HOW TO COMPLETE THIS TASK
What is needed is an exact copy of the lines in the listing below, from the one with "summary row itself." up to and including the one with "i64, include_raw_counts: bool)", with no other lines.

INPUT DATA
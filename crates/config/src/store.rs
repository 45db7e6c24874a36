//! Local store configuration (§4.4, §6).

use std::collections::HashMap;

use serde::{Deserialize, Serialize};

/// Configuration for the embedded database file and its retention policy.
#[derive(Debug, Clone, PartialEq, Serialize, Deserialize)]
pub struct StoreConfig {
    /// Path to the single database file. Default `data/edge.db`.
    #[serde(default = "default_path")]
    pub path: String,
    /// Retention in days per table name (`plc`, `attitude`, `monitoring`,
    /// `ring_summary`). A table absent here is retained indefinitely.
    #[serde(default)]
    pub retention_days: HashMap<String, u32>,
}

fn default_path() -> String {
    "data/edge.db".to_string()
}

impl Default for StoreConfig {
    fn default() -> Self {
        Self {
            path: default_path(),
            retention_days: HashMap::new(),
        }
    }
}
---
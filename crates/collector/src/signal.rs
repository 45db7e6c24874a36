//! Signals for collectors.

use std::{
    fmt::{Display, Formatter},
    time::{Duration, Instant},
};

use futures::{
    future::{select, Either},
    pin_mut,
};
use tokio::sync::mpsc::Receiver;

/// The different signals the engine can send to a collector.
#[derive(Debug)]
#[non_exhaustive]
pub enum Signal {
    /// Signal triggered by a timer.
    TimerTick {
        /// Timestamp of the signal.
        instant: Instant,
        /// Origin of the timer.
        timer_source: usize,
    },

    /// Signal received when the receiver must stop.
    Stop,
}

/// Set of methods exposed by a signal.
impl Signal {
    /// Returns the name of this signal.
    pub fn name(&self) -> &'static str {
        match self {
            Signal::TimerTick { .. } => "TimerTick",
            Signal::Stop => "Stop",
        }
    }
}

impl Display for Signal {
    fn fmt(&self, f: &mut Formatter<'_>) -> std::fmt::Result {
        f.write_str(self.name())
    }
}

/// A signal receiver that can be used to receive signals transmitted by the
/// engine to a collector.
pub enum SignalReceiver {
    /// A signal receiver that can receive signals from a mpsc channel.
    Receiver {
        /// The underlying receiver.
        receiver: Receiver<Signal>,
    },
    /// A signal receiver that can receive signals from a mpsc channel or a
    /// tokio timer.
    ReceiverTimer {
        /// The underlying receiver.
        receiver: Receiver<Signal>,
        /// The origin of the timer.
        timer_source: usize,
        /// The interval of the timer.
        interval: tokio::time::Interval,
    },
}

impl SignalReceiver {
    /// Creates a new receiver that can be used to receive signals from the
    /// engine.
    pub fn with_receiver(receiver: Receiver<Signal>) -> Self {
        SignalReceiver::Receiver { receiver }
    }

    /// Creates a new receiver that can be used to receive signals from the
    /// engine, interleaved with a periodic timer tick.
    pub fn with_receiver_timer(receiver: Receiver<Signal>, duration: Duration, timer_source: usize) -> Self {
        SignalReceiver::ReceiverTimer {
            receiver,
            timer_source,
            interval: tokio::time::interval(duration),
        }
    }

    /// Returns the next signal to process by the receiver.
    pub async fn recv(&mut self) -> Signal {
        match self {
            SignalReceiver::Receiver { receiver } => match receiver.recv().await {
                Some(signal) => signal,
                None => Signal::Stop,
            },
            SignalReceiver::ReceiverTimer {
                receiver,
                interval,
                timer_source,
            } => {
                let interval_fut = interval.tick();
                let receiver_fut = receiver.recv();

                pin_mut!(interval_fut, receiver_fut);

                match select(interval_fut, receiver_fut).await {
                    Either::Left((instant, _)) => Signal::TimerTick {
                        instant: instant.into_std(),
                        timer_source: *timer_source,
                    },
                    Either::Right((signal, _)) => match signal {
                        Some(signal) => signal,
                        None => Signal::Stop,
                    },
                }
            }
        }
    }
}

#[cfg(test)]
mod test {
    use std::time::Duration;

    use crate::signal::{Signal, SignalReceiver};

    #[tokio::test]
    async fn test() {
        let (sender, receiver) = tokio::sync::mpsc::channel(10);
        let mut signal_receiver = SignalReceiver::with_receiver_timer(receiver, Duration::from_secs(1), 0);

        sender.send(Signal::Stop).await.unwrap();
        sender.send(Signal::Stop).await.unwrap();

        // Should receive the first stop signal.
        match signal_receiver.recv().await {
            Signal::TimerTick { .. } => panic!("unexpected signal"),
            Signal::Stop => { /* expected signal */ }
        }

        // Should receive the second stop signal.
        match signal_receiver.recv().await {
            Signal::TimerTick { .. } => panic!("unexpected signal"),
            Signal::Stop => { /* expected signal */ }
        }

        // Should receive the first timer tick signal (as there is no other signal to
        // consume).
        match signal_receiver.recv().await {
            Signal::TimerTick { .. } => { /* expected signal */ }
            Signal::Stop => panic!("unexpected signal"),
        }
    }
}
* * *
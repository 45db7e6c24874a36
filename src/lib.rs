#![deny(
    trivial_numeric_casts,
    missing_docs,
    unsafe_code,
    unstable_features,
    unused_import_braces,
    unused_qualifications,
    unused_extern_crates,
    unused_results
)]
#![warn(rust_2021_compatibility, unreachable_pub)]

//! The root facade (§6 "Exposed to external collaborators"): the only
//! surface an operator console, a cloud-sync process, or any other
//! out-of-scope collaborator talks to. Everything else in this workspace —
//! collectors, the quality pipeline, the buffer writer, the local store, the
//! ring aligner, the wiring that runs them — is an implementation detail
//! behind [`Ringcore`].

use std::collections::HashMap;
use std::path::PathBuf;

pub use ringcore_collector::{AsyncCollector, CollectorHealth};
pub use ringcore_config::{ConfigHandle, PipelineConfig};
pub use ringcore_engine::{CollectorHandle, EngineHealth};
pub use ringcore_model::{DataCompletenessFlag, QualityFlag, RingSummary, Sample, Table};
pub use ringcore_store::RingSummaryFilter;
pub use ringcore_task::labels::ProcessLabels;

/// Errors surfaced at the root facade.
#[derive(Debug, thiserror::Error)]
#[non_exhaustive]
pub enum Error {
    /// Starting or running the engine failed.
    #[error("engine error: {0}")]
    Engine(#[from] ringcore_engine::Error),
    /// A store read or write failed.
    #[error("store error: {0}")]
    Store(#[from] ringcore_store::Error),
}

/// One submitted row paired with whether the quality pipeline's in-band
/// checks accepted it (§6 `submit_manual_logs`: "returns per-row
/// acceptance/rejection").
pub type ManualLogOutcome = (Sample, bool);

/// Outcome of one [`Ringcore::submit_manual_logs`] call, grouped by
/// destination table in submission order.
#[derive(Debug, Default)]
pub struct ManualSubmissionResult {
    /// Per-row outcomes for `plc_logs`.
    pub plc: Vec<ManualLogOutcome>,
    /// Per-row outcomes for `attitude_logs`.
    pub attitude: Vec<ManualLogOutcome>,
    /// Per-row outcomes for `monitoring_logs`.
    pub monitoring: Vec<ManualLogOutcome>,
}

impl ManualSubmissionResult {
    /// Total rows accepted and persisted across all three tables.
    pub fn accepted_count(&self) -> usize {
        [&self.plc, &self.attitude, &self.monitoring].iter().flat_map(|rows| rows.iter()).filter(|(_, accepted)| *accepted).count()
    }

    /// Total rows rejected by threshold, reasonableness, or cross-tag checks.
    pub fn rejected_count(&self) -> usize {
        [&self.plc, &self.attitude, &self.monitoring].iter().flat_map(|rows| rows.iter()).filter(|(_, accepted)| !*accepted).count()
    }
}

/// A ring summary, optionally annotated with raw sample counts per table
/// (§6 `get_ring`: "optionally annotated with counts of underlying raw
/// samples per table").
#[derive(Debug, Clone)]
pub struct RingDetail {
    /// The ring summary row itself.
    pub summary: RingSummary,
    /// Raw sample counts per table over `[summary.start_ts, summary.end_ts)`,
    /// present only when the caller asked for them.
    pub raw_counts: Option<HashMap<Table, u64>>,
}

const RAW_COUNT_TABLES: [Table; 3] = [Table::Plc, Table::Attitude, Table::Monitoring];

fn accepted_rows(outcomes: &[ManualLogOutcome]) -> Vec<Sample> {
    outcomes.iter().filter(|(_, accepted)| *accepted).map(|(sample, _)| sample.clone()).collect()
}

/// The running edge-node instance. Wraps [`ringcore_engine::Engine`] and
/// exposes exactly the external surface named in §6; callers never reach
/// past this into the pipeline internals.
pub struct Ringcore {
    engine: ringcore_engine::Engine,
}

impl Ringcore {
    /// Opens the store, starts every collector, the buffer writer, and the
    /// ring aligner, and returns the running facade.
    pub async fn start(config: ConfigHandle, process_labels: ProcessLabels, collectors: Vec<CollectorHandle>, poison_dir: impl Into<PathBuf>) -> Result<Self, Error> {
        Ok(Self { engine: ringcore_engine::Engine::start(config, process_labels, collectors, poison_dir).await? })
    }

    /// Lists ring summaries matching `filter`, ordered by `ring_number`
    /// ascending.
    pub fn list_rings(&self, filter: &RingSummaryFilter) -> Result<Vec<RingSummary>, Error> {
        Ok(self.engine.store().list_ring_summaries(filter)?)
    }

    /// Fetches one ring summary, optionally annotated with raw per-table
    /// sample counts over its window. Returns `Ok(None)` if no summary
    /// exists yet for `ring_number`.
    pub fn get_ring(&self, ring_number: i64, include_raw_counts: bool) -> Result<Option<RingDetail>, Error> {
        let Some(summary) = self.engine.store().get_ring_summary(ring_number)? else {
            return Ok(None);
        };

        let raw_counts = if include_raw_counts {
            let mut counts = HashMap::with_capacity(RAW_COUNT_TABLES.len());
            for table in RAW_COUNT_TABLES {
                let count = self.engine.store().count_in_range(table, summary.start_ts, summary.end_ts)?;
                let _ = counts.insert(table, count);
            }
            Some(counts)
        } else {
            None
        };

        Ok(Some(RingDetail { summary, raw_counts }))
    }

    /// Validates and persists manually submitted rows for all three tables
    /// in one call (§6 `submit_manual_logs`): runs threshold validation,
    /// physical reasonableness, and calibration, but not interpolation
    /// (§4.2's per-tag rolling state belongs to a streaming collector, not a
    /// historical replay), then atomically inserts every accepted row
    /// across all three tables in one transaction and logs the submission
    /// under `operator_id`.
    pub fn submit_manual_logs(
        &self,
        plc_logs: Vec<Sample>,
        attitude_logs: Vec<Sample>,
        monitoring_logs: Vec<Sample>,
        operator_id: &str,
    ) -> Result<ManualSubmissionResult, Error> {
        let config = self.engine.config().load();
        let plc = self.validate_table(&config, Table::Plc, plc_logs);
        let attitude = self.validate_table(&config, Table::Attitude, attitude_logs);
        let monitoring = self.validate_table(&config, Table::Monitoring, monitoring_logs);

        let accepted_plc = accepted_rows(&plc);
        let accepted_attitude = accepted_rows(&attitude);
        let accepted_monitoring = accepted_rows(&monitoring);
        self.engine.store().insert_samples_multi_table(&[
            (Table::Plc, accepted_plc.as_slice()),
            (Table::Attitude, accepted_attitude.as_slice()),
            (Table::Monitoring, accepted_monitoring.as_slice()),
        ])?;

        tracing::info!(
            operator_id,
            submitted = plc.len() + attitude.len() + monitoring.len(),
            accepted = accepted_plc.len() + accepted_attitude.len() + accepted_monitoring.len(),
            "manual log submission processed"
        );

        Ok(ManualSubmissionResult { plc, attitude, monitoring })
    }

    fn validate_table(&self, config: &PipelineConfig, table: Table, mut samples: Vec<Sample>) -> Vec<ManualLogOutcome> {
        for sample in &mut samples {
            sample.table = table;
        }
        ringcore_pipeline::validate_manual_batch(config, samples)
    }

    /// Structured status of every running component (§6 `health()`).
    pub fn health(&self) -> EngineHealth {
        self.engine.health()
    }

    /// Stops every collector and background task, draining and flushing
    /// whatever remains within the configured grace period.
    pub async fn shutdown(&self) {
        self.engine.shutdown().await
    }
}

SOLUTION
    /// The ring summary row itself.
    pub summary: RingSummary,
    /// Raw sample counts per table over `[summary.start_ts, summary.end_ts)`,
    /// present only when the caller asked for them.
    pub raw_counts: Option<HashMap<Table, u64>>,
}

const RAW_COUNT_TABLES: [Table; 3] = [Table::Plc, Table::Attitude, Table::Monitoring];

fn accepted_rows(outcomes: &[ManualLogOutcome]) -> Vec<Sample> {
    outcomes.iter().filter(|(_, accepted)| *accepted).map(|(sample, _)| sample.clone()).collect()
}

/// The running edge-node instance. Wraps [`ringcore_engine::Engine`] and
/// exposes exactly the external surface named in §6; callers never reach
/// past this into the pipeline internals.
pub struct Ringcore {
    engine: ringcore_engine::Engine,
}

impl Ringcore {
    /// Opens the store, starts every collector, the buffer writer, and the
    /// ring aligner, and returns the running facade.
    pub async fn start(config: ConfigHandle, process_labels: ProcessLabels, collectors: Vec<CollectorHandle>, poison_dir: impl Into<PathBuf>) -> Result<Self, Error> {
        Ok(Self { engine: ringcore_engine::Engine::start(config, process_labels, collectors, poison_dir).await? })
    }

    /// Lists ring summaries matching `filter`, ordered by `ring_number`
    /// ascending.
    pub fn list_rings(&self, filter: &RingSummaryFilter) -> Result<Vec<RingSummary>, Error> {
        Ok(self.engine.store().list_ring_summaries(filter)?)
    }

    /// Fetches one ring summary, optionally annotated with raw per-table
    /// sample counts over its window. Returns `Ok(None)` if no summary
    /// exists yet for `ring_number`.
    pub fn get_ring(&self, ring_number: i64, include_raw_counts: bool) -> Result<Option<RingDetail>, Error> {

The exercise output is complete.